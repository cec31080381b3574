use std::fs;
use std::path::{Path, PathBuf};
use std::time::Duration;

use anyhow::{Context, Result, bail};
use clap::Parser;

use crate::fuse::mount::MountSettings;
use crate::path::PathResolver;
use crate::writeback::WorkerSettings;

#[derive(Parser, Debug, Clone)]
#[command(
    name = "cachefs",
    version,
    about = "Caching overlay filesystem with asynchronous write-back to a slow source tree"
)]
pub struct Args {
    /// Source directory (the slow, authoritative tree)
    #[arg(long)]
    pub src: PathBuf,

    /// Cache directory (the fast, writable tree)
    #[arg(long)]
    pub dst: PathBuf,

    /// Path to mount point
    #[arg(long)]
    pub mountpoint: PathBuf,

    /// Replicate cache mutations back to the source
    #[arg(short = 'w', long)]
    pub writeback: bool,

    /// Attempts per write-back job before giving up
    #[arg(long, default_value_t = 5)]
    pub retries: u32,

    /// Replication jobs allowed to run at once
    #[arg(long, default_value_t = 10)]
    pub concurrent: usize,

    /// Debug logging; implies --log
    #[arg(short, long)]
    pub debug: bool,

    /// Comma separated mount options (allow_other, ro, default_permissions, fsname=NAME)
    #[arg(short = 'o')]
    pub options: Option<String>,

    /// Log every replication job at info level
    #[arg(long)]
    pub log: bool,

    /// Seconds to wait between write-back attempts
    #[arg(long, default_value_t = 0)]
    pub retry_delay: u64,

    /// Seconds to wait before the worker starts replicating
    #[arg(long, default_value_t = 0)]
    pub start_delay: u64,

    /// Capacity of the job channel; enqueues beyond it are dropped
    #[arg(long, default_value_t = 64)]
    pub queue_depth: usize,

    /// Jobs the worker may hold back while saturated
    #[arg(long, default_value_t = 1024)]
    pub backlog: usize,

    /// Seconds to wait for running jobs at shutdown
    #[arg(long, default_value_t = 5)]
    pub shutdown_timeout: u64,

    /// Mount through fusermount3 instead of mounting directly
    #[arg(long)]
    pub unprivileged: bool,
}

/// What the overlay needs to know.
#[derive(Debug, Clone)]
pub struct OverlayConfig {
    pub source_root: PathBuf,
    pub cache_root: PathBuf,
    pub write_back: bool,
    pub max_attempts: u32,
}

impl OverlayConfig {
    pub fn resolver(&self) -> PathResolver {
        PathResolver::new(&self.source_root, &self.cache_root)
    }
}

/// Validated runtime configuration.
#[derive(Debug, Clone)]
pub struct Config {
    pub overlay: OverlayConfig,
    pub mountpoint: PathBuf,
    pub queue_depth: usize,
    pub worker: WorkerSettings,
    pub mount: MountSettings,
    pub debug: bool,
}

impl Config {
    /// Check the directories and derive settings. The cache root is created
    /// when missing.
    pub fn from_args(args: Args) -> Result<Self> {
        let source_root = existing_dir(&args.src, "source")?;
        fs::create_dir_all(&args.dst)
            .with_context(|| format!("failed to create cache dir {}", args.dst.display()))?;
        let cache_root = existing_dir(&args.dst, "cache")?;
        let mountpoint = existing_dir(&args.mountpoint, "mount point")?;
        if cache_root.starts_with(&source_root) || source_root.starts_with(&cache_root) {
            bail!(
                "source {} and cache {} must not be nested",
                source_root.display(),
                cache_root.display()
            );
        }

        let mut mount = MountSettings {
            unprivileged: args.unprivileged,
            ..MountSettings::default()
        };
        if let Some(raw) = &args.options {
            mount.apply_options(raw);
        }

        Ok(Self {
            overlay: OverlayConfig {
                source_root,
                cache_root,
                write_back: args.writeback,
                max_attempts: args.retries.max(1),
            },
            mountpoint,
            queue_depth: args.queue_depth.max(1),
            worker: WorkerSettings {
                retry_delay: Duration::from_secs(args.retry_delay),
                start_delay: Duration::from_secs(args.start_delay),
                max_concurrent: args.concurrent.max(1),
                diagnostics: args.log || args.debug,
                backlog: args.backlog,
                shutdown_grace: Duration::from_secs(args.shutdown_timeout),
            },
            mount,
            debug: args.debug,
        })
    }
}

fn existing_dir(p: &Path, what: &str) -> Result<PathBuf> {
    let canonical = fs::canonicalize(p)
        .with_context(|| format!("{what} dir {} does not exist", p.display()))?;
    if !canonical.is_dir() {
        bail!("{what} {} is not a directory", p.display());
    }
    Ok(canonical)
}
* * * * * * *
(Exercise): Gather each line in these records that contains the string "display".

(Task result):
            .with_context(|| format!("failed to create cache dir {}", args.dst.display()))?;
                source_root.display(),
                cache_root.display()
        .with_context(|| format!("{what} dir {} does not exist", p.display()))?;
        bail!("{what} {} is not a directory", p.display());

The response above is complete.